定常宇宙論の枠組みでは、宇宙は時間とともに変化しないため、過去の高温状態の痕跡であるCMBを説明するメカニズムが存在しませんでした。いくら物質が連続的に生成されるとしても、宇宙全体を均一に満たす、しかも絶対零度に近い温度の放射を説明するには、無理が生じたのです。

遠方銀河の観測

CMBの発見に加えて、遠方の銀河の観測も定常宇宙論にとって不利な証拠となりました。遠方にある天体ほど、その光は過去の宇宙から届いています。観測の結果、遠方の銀河は、近くの銀河と比べて性質が異なっていることが示唆されました。例えば、クエーサーのような活動的な天体が、初期宇宙に多く存在することが観測されたのです。

定常宇宙論では、宇宙は時間とともに変化しないため、どこを見ても宇宙の平均的な状態は同じはずです。しかし、遠方銀河の観測は、宇宙が時間とともに進化してきた、つまり「過去と現在で宇宙の様子が違う」というビッグバン理論の予測を支持するものでした。

理論的課題と終焉

連続的創造の物理的根拠

定常宇宙論の根幹をなす「連続的創造」のメカニズムも、理論的な課題を抱えていました。新しい物質がどのように、そしてどこから生成されるのか、その物理的なプロセスが明確に説明されていませんでした。これは、エネルギー保存則などの確立された物理法則との整合性においても、疑問視される点でした。
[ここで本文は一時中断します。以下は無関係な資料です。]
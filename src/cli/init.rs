use std::{fs, path::Path};

use docasm::{Config, domain::config::FILE_NAME};
use tracing::instrument;

#[derive(Debug, clap::Parser)]
pub struct Command {
    /// Only read files with this extension
    #[arg(long, value_name = "EXT")]
    extension: Option<String>,
}

impl Command {
    #[instrument]
    pub fn run(self, root: &Path) -> anyhow::Result<()> {
        let config_path = root.join(FILE_NAME);
        if config_path.exists() {
            anyhow::bail!("Project already initialized (found existing {FILE_NAME})");
        }

        fs::create_dir_all(root)
            .map_err(|e| anyhow::anyhow!("Failed to create project directory: {e}"))?;

        let mut config = Config::default();
        config.set_extension(self.extension);
        config
            .save(&config_path)
            .map_err(|e| anyhow::anyhow!("Failed to create {FILE_NAME}: {e}"))?;

        let source = root.join(config.source());
        fs::create_dir_all(&source)
            .map_err(|e| anyhow::anyhow!("Failed to create source folder: {e}"))?;

        println!("Initialized documentation project in {}", root.display());
        println!("  Created: {FILE_NAME}");
        println!("  Created: {}/", config.source().display());
        println!();
        println!("Next steps:");
        println!(
            "  Add numbered fragments such as {}/1.Introduction.txt",
            config.source().display()
        );
        println!("  docasm build");

        Ok(())
    }
}

#[cfg(test)]
mod tests {
    use tempfile::TempDir;

    use super::*;

    #[test]
    fn writes_config_and_source_folder() {
        let tmp = TempDir::new().unwrap();

        Command {
            extension: Some("txt".to_string()),
        }
        .run(tmp.path())
        .unwrap();

        let config = Config::load(&tmp.path().join(FILE_NAME)).unwrap();
        assert_eq!(config.extension(), Some("txt"));
        assert!(tmp.path().join(config.source()).is_dir());
    }

    #[test]
    fn refuses_to_overwrite_existing_config() {
        let tmp = TempDir::new().unwrap();
        fs::write(tmp.path().join(FILE_NAME), "_version = \"1\"\n").unwrap();

        let result = Command { extension: None }.run(tmp.path());

        assert!(result.is_err());
        assert_eq!(
            fs::read_to_string(tmp.path().join(FILE_NAME)).unwrap(),
            "_version = \"1\"\n"
        );
    }
}
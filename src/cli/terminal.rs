//! Terminal capability detection and utilities

use owo_colors::{OwoColorize, colors::css};

/// Detects whether colored output should be enabled
pub fn supports_color() -> bool {
    supports_color::on(supports_color::Stream::Stdout).is_some()
}

/// Extension trait for colorizing output
pub trait Colorize {
    /// Color as success (green)
    fn success(&self) -> String;
    /// Color as info (blue)
    fn info(&self) -> String;
    /// Dim the text
    fn dim(&self) -> String;
}

impl Colorize for str {
    fn success(&self) -> String {
        if supports_color() {
            self.fg::<css::Green>().to_string()
        } else {
            self.to_string()
        }
    }

    fn info(&self) -> String {
        if supports_color() {
            self.fg::<css::LightBlue>().to_string()
        } else {
            self.to_string()
        }
    }

    fn dim(&self) -> String {
        if supports_color() {
            self.dimmed().to_string()
        } else {
            self.to_string()
        }
    }
}

impl Colorize for String {
    fn success(&self) -> String {
        self.as_str().success()
    }

    fn info(&self) -> String {
        self.as_str().info()
    }

    fn dim(&self) -> String {
        self.as_str().dim()
    }
}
また、連続的創造の速度は非常に遅いとされていましたが、それを実証する直接的な観測証拠も得られませんでした。宇宙の膨張という巨視的な現象を説明するために、未知の物理プロセスを導入せざるを得ない状況は、理論としての説得力を低下させました。

ビッグバン理論への移行

CMBの発見や遠方銀河の観測といった強力な観測的証拠の積み重ねにより、宇宙論界の主流は徐々にビッグバン理論へと移行していきました。ビッグバン理論は、これらの観測結果を自然に、かつ統一的に説明することができました。

当初、ビッグバン理論も多くの課題を抱えていましたが、インフレーション理論の導入など、その後の理論的発展によって、観測との一致度を飛躍的に高めていきました。結果として、定常宇宙論は、観測的事実との乖離が大きくなり、科学的な支持を失っていったのです。

まとめ

定常宇宙論は、宇宙の永遠性と不変性を主張する魅力的でエレガントな理論でした。しかし、宇宙マイクロ波背景放射の発見や遠方銀河の観測といった、決定的な観測的証拠の出現により、その前提が覆されました。これらの証拠は、宇宙が時間とともに進化してきたというビッグバン理論の予測を強く支持するものでした。理論的な課題も抱えていた定常宇宙論は、これらの観測的圧力に抗うことができず、現代宇宙論の主流からは外れることになりました。それでも、定常宇宙論が提起した問いや、その試みは、宇宙論の研究史において重要な位置を占めています。